• **Exercise aim**:
From the entries that follow, reproduce exactly and only the lines from the line with "supported archiver families." to the line with "#[derive(Clone, Copy, Debug, Display, PartialEq, Eq)]", endpoints included.
---------- Data for the task ----------
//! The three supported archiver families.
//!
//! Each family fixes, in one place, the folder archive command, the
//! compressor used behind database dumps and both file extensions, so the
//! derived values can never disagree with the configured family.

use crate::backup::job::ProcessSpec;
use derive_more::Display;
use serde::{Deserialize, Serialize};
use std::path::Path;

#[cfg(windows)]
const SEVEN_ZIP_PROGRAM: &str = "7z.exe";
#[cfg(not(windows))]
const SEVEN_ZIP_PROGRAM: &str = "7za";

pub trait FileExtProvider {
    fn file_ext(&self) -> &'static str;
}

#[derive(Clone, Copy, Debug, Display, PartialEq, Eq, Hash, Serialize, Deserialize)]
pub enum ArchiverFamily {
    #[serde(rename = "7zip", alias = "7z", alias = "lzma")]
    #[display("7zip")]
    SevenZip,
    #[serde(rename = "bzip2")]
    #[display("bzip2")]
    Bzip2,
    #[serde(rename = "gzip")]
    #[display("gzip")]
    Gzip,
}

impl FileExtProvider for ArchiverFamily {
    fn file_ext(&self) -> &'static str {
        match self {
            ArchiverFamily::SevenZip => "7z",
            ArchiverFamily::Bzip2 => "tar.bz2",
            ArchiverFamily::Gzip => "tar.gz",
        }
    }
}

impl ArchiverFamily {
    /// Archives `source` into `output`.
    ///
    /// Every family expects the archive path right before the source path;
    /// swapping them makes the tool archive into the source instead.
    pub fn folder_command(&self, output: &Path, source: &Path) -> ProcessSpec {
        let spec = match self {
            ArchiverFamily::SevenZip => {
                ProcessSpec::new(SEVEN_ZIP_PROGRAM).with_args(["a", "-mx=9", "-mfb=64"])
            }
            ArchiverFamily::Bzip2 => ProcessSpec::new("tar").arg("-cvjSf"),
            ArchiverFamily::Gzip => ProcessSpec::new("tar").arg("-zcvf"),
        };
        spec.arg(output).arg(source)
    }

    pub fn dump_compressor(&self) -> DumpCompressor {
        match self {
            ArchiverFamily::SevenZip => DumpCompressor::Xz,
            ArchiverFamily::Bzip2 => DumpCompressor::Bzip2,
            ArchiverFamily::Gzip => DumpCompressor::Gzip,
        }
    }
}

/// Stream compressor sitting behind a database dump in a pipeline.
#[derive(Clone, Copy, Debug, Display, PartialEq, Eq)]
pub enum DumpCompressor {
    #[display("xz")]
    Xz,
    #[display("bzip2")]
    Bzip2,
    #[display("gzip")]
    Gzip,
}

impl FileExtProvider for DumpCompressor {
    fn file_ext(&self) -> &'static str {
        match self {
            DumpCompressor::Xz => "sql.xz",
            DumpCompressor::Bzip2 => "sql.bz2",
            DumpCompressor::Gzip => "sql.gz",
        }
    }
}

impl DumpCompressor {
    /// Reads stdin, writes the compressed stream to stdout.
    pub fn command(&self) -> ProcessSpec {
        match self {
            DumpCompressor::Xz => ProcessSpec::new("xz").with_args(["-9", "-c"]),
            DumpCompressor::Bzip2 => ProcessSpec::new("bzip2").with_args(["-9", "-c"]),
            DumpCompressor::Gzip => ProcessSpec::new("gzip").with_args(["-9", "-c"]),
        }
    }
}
----------
---------- Data for the task ----------
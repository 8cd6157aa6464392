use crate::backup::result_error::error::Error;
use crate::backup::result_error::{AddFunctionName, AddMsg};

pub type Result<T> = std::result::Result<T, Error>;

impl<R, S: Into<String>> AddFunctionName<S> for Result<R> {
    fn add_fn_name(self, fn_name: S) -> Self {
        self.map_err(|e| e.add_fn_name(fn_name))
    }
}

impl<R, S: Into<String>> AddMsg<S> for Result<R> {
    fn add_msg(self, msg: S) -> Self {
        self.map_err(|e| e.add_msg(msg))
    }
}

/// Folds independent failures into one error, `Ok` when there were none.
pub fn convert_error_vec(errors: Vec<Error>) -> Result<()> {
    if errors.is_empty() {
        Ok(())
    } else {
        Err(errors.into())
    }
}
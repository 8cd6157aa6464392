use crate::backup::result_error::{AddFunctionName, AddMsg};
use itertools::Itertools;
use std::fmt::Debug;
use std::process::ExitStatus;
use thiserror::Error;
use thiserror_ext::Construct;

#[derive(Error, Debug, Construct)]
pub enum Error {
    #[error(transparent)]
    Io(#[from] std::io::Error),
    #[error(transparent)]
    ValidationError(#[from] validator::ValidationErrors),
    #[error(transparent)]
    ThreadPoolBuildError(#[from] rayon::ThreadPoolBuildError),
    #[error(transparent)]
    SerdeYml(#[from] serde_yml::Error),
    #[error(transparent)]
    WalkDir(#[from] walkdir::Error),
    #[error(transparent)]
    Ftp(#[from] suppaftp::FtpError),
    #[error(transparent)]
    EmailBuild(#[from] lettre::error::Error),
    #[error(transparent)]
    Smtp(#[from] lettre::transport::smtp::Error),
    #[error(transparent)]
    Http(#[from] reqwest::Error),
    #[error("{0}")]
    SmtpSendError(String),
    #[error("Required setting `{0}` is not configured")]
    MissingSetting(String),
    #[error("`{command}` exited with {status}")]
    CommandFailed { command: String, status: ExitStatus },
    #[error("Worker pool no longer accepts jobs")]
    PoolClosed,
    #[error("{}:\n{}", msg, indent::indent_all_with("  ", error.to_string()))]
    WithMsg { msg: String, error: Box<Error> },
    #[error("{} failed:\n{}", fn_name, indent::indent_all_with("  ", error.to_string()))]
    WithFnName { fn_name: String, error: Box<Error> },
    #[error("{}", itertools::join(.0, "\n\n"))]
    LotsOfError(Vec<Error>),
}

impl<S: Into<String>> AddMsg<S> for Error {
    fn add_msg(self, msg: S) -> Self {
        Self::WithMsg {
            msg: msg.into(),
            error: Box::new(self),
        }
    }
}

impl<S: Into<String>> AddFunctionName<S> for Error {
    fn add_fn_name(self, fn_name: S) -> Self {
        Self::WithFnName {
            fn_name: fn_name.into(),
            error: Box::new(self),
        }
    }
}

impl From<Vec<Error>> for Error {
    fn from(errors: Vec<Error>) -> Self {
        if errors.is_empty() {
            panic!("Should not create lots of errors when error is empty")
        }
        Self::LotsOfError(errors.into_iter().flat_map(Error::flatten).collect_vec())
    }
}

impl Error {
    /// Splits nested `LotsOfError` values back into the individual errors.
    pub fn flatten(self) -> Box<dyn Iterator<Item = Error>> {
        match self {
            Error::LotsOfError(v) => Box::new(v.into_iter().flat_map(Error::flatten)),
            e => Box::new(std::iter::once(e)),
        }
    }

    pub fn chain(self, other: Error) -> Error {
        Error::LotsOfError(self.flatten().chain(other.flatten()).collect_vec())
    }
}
----------
---------- Data for the task ----------
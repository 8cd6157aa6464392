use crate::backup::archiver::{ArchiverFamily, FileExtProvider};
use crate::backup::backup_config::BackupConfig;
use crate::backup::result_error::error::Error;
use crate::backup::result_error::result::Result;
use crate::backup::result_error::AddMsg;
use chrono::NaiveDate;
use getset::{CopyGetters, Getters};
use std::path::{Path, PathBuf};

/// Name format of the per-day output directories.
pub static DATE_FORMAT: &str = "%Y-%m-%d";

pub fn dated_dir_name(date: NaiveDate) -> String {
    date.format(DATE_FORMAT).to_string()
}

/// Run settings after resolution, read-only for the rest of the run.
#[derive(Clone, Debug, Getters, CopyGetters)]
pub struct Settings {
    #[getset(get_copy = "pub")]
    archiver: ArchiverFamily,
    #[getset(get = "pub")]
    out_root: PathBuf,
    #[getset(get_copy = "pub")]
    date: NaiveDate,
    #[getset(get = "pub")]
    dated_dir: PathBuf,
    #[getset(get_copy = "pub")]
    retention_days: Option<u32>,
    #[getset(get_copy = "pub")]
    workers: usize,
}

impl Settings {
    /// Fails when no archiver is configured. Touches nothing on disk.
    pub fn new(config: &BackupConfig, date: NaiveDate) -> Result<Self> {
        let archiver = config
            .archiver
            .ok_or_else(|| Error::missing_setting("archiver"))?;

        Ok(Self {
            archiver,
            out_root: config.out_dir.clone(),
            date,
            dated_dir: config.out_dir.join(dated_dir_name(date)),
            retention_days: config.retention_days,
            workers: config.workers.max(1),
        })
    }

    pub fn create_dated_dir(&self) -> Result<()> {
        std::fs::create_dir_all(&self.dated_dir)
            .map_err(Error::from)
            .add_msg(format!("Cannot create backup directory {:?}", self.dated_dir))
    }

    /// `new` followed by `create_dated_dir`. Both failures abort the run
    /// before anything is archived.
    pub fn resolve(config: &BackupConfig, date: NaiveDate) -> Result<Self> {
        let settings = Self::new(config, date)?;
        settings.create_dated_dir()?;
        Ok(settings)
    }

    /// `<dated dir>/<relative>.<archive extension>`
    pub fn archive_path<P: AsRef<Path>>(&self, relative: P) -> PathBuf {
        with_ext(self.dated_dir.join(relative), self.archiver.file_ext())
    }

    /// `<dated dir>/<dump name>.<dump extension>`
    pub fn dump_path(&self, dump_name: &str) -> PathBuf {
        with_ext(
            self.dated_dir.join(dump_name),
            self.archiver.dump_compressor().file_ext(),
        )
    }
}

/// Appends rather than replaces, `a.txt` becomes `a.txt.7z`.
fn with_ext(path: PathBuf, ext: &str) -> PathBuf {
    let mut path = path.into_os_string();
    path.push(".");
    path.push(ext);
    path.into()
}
----------
• **Result**:
//! The three supported archiver families.
//!
//! Each family fixes, in one place, the folder archive command, the
//! compressor used behind database dumps and both file extensions, so the
//! derived values can never disagree with the configured family.

use crate::backup::job::ProcessSpec;
use derive_more::Display;
use serde::{Deserialize, Serialize};
use std::path::Path;

#[cfg(windows)]
const SEVEN_ZIP_PROGRAM: &str = "7z.exe";
#[cfg(not(windows))]
const SEVEN_ZIP_PROGRAM: &str = "7za";

pub trait FileExtProvider {
    fn file_ext(&self) -> &'static str;
}

#[derive(Clone, Copy, Debug, Display, PartialEq, Eq, Hash, Serialize, Deserialize)]
pub enum ArchiverFamily {
    #[serde(rename = "7zip", alias = "7z", alias = "lzma")]
    #[display("7zip")]
    SevenZip,
    #[serde(rename = "bzip2")]
    #[display("bzip2")]
    Bzip2,
    #[serde(rename = "gzip")]
    #[display("gzip")]
    Gzip,
}

impl FileExtProvider for ArchiverFamily {
    fn file_ext(&self) -> &'static str {
        match self {
            ArchiverFamily::SevenZip => "7z",
            ArchiverFamily::Bzip2 => "tar.bz2",
            ArchiverFamily::Gzip => "tar.gz",
        }
    }
}

impl ArchiverFamily {
    /// Archives `source` into `output`.
    ///
    /// Every family expects the archive path right before the source path;
    /// swapping them makes the tool archive into the source instead.
    pub fn folder_command(&self, output: &Path, source: &Path) -> ProcessSpec {
        let spec = match self {
            ArchiverFamily::SevenZip => {
                ProcessSpec::new(SEVEN_ZIP_PROGRAM).with_args(["a", "-mx=9", "-mfb=64"])
            }
            ArchiverFamily::Bzip2 => ProcessSpec::new("tar").arg("-cvjSf"),
            ArchiverFamily::Gzip => ProcessSpec::new("tar").arg("-zcvf"),
        };
        spec.arg(output).arg(source)
    }

    pub fn dump_compressor(&self) -> DumpCompressor {
        match self {
            ArchiverFamily::SevenZip => DumpCompressor::Xz,
            ArchiverFamily::Bzip2 => DumpCompressor::Bzip2,
            ArchiverFamily::Gzip => DumpCompressor::Gzip,
        }
    }
}

/// Stream compressor sitting behind a database dump in a pipeline.
#[derive(Clone, Copy, Debug, Display, PartialEq, Eq)]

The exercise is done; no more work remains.